Bisnis.com, JAKARTA -- Selama masa pandemi masyarakat kerap waswas terhadap berbagai masalah keuangan seiring dengan ekonomi yang lesu dan pendapatan yang tergerus.
Kondisi ini membuat lembaga keuangan harus menjaga keyakinan pelaku usaha maupun konsumen bahwa keuangan mereka akan baik-baik saja.
Hal ini diperparah dengan statistik pengaduan konsumen atas jasa keuangan cenderung masih tinggi, dari sebelum pandemi sampai sekarang.
Ketua Pengurus Harian Yayasan Lembaga Konsumen Indonesia (YLKI) Tulus Abadi mengatakan selama 10 tahun terakhir YLKI masih banyak menerima pengaduan soal jasa keuangan rata-rata sebesar 46,9 persen disusul properti sebesar 14,4 persen.

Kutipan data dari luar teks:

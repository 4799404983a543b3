//! OllamaTransport -- [`CompletionTransport`] for an Ollama server.
//!
//! Sends streamed generation requests to `/api/generate`. The continuation
//! token exchanged with the session is Ollama's `context` id array encoded
//! as JSON text.

pub mod streaming;
pub mod types;

use std::time::Duration;

use parley_core::llm::{CompletionTransport, GenerationStream};
use parley_types::config::OllamaConfig;
use parley_types::llm::{GenerateRequest, LlmError};

use self::streaming::{create_ollama_stream, decode_context};
use self::types::OllamaGenerateRequest;

pub struct OllamaTransport {
    client: reqwest::Client,
    base_url: String,
}

impl OllamaTransport {
    pub fn new(config: &OllamaConfig) -> Result<Self, LlmError> {
        let client = reqwest::Client::builder()
            .timeout(Duration::from_secs(config.request_timeout_secs))
            .build()
            .map_err(|e| LlmError::Provider {
                message: format!("failed to create HTTP client: {e}"),
            })?;

        Ok(Self {
            client,
            base_url: config.base_url.trim_end_matches('/').to_string(),
        })
    }

    pub fn base_url(&self) -> &str {
        &self.base_url
    }

    fn url(&self, path: &str) -> String {
        format!("{}{}", self.base_url, path)
    }

    /// Convert a [`GenerateRequest`] into the Ollama wire shape.
    ///
    /// A token that does not decode is dropped with a warning so the chat
    /// can continue without history rather than fail every turn.
    fn to_ollama_request(&self, request: &GenerateRequest) -> OllamaGenerateRequest {
        let context = request
            .context
            .as_deref()
            .and_then(|token| match decode_context(token) {
                Ok(ids) => Some(ids),
                Err(err) => {
                    tracing::warn!(error = %err, "ignoring undecodable continuation token");
                    None
                }
            });

        OllamaGenerateRequest {
            model: request.model.clone(),
            prompt: request.prompt.clone(),
            context,
            stream: true,
        }
    }
}

impl CompletionTransport for OllamaTransport {
    fn name(&self) -> &str {
        "ollama"
    }

    fn generate(&self, request: GenerateRequest) -> GenerationStream {
        let body = self.to_ollama_request(&request);
        let url = self.url("/api/generate");
        tracing::debug!(url = %url, model = %body.model, "opening generation stream");

        create_ollama_stream(&self.client, &url, body)
    }
}

#[cfg(test)]
mod tests {
    use super::*;

    fn make_transport() -> OllamaTransport {
        OllamaTransport::new(&OllamaConfig::default()).unwrap()
    }

    #[test]
    fn test_transport_name() {
        assert_eq!(make_transport().name(), "ollama");
    }

    #[test]
    fn test_base_url_trailing_slash_trimmed() {
        let config = OllamaConfig {
            base_url: "http://gpu-box:11434/".to_string(),
            ..OllamaConfig::default()
        };
        let transport = OllamaTransport::new(&config).unwrap();
        assert_eq!(transport.url("/api/generate"), "http://gpu-box:11434/api/generate");
    }

    #[test]
    fn test_to_ollama_request_decodes_context() {
        let transport = make_transport();
        let request = GenerateRequest {
            model: "llama3".to_string(),
            prompt: "again".to_string(),
            context: Some("[1,2,3]".to_string()),
        };

        let body = transport.to_ollama_request(&request);
        assert_eq!(body.model, "llama3");
        assert_eq!(body.prompt, "again");
        assert_eq!(body.context, Some(vec![1, 2, 3]));
        assert!(body.stream);
    }

    #[test]
    fn test_to_ollama_request_drops_bad_context() {
        let transport = make_transport();
        let request = GenerateRequest {
            model: "llama3".to_string(),
            prompt: "hi".to_string(),
            context: Some("not-a-token".to_string()),
        };

        assert_eq!(transport.to_ollama_request(&request).context, None);
    }

    #[test]
    fn test_request_body_shape() {
        let transport = make_transport();
        let request = GenerateRequest {
            model: "llama3".to_string(),
            prompt: "hi".to_string(),
            context: None,
        };

        let json = serde_json::to_value(transport.to_ollama_request(&request)).unwrap();
        assert_eq!(
            json,
            serde_json::json!({"model": "llama3", "prompt": "hi", "stream": true})
        );
    }
}
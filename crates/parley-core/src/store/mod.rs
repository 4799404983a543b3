//! Chat and message persistence abstractions for Parley.
//!
//! This module defines the `ChatStore` trait that the infrastructure layer
//! implements, plus an in-memory implementation used by tests and by
//! ephemeral sessions.

pub mod memory;
pub mod repository;

pub use memory::MemoryChatStore;
pub use repository::ChatStore;
//! Completion transport types for Parley.
//!
//! These types model the data shapes exchanged with a generation backend:
//! the request, the two-event streaming protocol, and transport errors.

use serde::{Deserialize, Serialize};

/// Request for one streamed generation.
#[derive(Debug, Clone, PartialEq, Serialize, Deserialize)]
pub struct GenerateRequest {
    /// Model identifier of the chat the generation belongs to.
    pub model: String,
    /// The user's new message.
    pub prompt: String,
    /// Continuation token from the most recent completed generation in the
    /// chat, if any.
    #[serde(skip_serializing_if = "Option::is_none")]
    pub context: Option<String>,
}

/// Events emitted during a streamed generation.
///
/// A well-behaved stream yields zero or more `Partial` events followed by
/// exactly one `Complete`.
#[derive(Debug, Clone, PartialEq, Eq, Serialize, Deserialize)]
#[serde(tag = "type", content = "value", rename_all = "snake_case")]
pub enum StreamEvent {
    /// A fragment of generated text.
    Partial(String),

    /// Generation finished; carries the continuation token, if the backend
    /// returned one.
    Complete(Option<String>),
}

/// Errors from completion transport operations.
#[derive(Debug, thiserror::Error)]
pub enum LlmError {
    #[error("provider error: {message}")]
    Provider { message: String },

    #[error("deserialization error: {0}")]
    Deserialization(String),

    #[error("stream error: {0}")]
    Stream(String),

    #[error("rate limited (retry after {retry_after_ms:?}ms)")]
    RateLimited { retry_after_ms: Option<u64> },

    #[error("model not found: {0}")]
    ModelNotFound(String),
}

#[cfg(test)]
mod tests {
    use super::*;

    #[test]
    fn test_stream_event_serde_shape() {
        let json = serde_json::to_string(&StreamEvent::Partial("He".to_string())).unwrap();
        assert_eq!(json, r#"{"type":"partial","value":"He"}"#);

        let json = serde_json::to_string(&StreamEvent::Complete(None)).unwrap();
        assert_eq!(json, r#"{"type":"complete","value":null}"#);
    }

    #[test]
    fn test_generate_request_omits_missing_context() {
        let req = GenerateRequest {
            model: "llama3".to_string(),
            prompt: "hi".to_string(),
            context: None,
        };
        let json = serde_json::to_string(&req).unwrap();
        assert!(!json.contains("context"));
    }

    #[test]
    fn test_llm_error_display() {
        let err = LlmError::RateLimited {
            retry_after_ms: Some(500),
        };
        assert!(err.to_string().contains("500"));
    }
}
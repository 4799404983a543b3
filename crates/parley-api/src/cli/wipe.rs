//! `parley wipe`: delete all chats and messages.

use anyhow::Result;
use console::style;
use dialoguer::Confirm;
use parley_core::llm::CompletionTransport;
use parley_core::session::SessionOrchestrator;
use parley_core::store::ChatStore;
use parley_types::event::SessionEvent;
use tokio::sync::broadcast::error::TryRecvError;

use crate::state::AppState;

/// Wipe the database, leaving one fresh chat that keeps the current model.
pub async fn wipe(state: &AppState, force: bool, json: bool) -> Result<()> {
    let orchestrator = &state.orchestrator;
    orchestrator.initialize().await;

    let chat_count = orchestrator.chats().len();

    if !force && !json {
        let confirmed = Confirm::new()
            .with_prompt(format!(
                "Permanently delete {} and all their messages?",
                style(format!("{chat_count} chat(s)")).red().bold()
            ))
            .default(false)
            .interact()?;

        if !confirmed {
            println!("  Cancelled.");
            return Ok(());
        }
    }

    wipe_checked(orchestrator).await?;

    let fresh = orchestrator.active_chat();
    if json {
        println!(
            "{}",
            serde_json::to_string_pretty(&serde_json::json!({
                "wiped_chats": chat_count,
                "active_chat": fresh,
            }))?
        );
    } else {
        println!();
        println!(
            "  {} Wiped {} chat(s).",
            style("✓").green().bold(),
            chat_count
        );
        if let Some(chat) = fresh {
            println!(
                "  {} Fresh chat {} using {}",
                style("*").cyan().bold(),
                style(&chat.name).cyan(),
                style(&chat.model).dim()
            );
        }
        println!();
    }
    Ok(())
}

/// Run the wipe and fail on any error reported while it ran. Errors from
/// earlier operations, such as the initial load, do not count.
async fn wipe_checked<S: ChatStore, T: CompletionTransport>(
    orchestrator: &SessionOrchestrator<S, T>,
) -> Result<()> {
    let mut events = orchestrator.subscribe();
    orchestrator.wipe_database().await;

    loop {
        match events.try_recv() {
            Ok(SessionEvent::Error(err)) => anyhow::bail!("wipe did not complete: {err}"),
            Ok(_) | Err(TryRecvError::Lagged(_)) => continue,
            Err(TryRecvError::Empty | TryRecvError::Closed) => return Ok(()),
        }
    }
}

#[cfg(test)]
mod tests {
    use super::*;
    use parley_core::llm::ScriptedTransport;
    use parley_core::store::MemoryChatStore;
    use parley_types::chat::NewChat;
    use parley_types::config::ParleyConfig;
    use parley_types::error::StoreOperation;
    use std::sync::Arc;

    type Orchestrator = SessionOrchestrator<MemoryChatStore, ScriptedTransport>;

    fn orchestrator(store: &MemoryChatStore) -> Orchestrator {
        SessionOrchestrator::new(
            Arc::new(store.clone()),
            ScriptedTransport::new(),
            ParleyConfig::default(),
        )
    }

    #[tokio::test]
    async fn test_earlier_error_does_not_fail_wipe() {
        let store = MemoryChatStore::new();
        store.create_chat(&NewChat::now("Old", "mistral")).await.unwrap();
        let orchestrator = orchestrator(&store);
        store.fail_next(StoreOperation::ListChats);
        orchestrator.initialize().await;
        assert!(orchestrator.last_error().is_some());

        wipe_checked(&orchestrator).await.unwrap();

        assert_eq!(store.chat_count(), 1);
        assert_eq!(orchestrator.chats().len(), 1);
    }

    #[tokio::test]
    async fn test_failed_clear_fails_wipe() {
        let store = MemoryChatStore::new();
        store.create_chat(&NewChat::now("Old", "mistral")).await.unwrap();
        let orchestrator = orchestrator(&store);
        orchestrator.initialize().await;
        store.fail_next(StoreOperation::Clear);

        let err = wipe_checked(&orchestrator).await.unwrap_err();

        assert!(err.to_string().starts_with("wipe did not complete"));
        assert_eq!(store.chat_count(), 1);
    }
}
//! SQLite connection pools for the chat store.
//!
//! Writes go through a single connection so they are serialized in one
//! place; reads share a small pool and see committed data thanks to WAL.
//! Foreign keys are switched on for every connection because deleting a
//! chat relies on the cascade to its messages.

use std::str::FromStr;
use std::time::Duration;

use sqlx::sqlite::{SqliteConnectOptions, SqliteJournalMode, SqlitePool, SqlitePoolOptions};

const READER_CONNECTIONS: u32 = 4;
const BUSY_TIMEOUT: Duration = Duration::from_secs(5);

#[derive(Clone)]
pub struct DatabasePool {
    /// Read-only connections for listing chats and messages.
    pub reader: SqlitePool,
    /// The one connection allowed to write.
    pub writer: SqlitePool,
}

async fn connect(options: SqliteConnectOptions, connections: u32) -> Result<SqlitePool, sqlx::Error> {
    SqlitePoolOptions::new()
        .max_connections(connections)
        .connect_with(options)
        .await
}

impl DatabasePool {
    /// Open the database at `database_url`, migrating the schema before any
    /// reader connects.
    pub async fn new(database_url: &str) -> Result<Self, sqlx::Error> {
        let options = SqliteConnectOptions::from_str(database_url)?
            .create_if_missing(true)
            .journal_mode(SqliteJournalMode::Wal)
            .foreign_keys(true)
            .busy_timeout(BUSY_TIMEOUT);

        let writer = connect(options.clone(), 1).await?;
        sqlx::migrate!("../../migrations").run(&writer).await?;
        let reader = connect(options.read_only(true), READER_CONNECTIONS).await?;

        tracing::debug!(url = %database_url, readers = READER_CONNECTIONS, "chat database opened");
        Ok(Self { reader, writer })
    }

    pub async fn close(&self) {
        self.writer.close().await;
        self.reader.close().await;
    }
}
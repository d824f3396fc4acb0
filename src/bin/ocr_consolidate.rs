//! Standalone consolidation entry point.
//!
//! Runs the Page Consolidator alone against an existing directory of
//! per-page Markdown artifacts, without the backend or the HTTP service.
//! Useful for reprocessing a document whose page output already exists.

use anyhow::{Context, Result};
use clap::Parser;
use ocr_gateway::consolidate;
use std::path::PathBuf;
use tracing_subscriber::EnvFilter;

/// Merge per-page Markdown artifacts into one consolidated document.
#[derive(Parser, Debug)]
#[command(
    name = "ocr-consolidate",
    version,
    about = "Consolidate a directory of per-page Markdown artifacts",
    arg_required_else_help = true
)]
struct Cli {
    /// Directory containing the per-page `*_page_N.md` artifacts.
    input_dir: PathBuf,

    /// Output filename (default: `<dir-name>_consolidated.md`).
    output_filename: Option<String>,

    /// Staging tree to write into.
    #[arg(long, default_value = "output_consolidated")]
    staging_root: PathBuf,

    /// Enable DEBUG-level tracing logs.
    #[arg(short, long)]
    verbose: bool,
}

fn main() -> Result<()> {
    let cli = Cli::parse();

    let filter = if cli.verbose { "debug" } else { "info" };
    tracing_subscriber::fmt()
        .with_env_filter(
            EnvFilter::try_from_default_env().unwrap_or_else(|_| EnvFilter::new(filter)),
        )
        .with_writer(std::io::stderr)
        .init();

    let result = consolidate(
        &cli.input_dir,
        &cli.staging_root,
        cli.output_filename.as_deref(),
    )
    .with_context(|| format!("Consolidation of '{}' failed", cli.input_dir.display()))?;

    println!(
        "Consolidated {} pages, {} images",
        result.pages, result.images_extracted
    );
    println!("Document: {}", result.file.display());
    println!("Assets:   {}", result.assets_dir.display());

    Ok(())
}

“Mestinya dengan adanya Otoritas Jasa Keuangan [OJK} pengaduan masalah finansial di Indonesia turun, sebaliknya, di Indonesia ada anomali karena dalam 11 tahun terakhir pengaduan financial service masih tertinggi,” ujar Tulus baru-baru ini.
Secara khusus dalam masa pandemi ini YLKI mencatat pengaduan tertinggi adalah penyediaan alat kesehatan seperti vitamin atau obat dengan hand sanitizer dan masker sebesar 33,3 persen, disusul fasilitas transportasi 25 persen, pengaduan atas jasa e-commerce 16,6 persen, disusul jasa keuangan 11,11 persen.
Baca Juga
“Dari porsi ini terlihat masih banyak sekali aduan jasa keuangan. Umumnya juga tak hanya aduan ke perbankan dan asuransi, tetapi juga ke P2P Lending atau pinjaman online sampai sekitar 1.500 aduan,” paparnya.
Tulus memerinci, umumnya aduan dari konsumen adalah perihal penolakan relaksasi kredit dan restrukturisasi cicilan. Sayangnya ajuan restrukturisasi kerap kali ditolak karena jasa keuangan pada awal pandemi masih cukup ketat terhadap pelonggaran cicilan.
“Banyak yang mengeluh ditolak dengan alasan pelonggaran diberikan hanya kepada yang positif Covid-19 padahal yang terdampak bukan hanya yang sakit, tetapi juga banyak yang dampaknya secara ekonomi,” ujar Tulus.
Tulus menambahkan, kondisi yang sempat carut-marut inilah membuat Presiden Joko Widodo pun akhirnya menegaskan perbankan wajib memberikan relaksasi kredit untuk menjaga nafas masyarakat, khususnya bagi sopir ojek online dan pelaku usaha mikro kecil menengah (UMKM).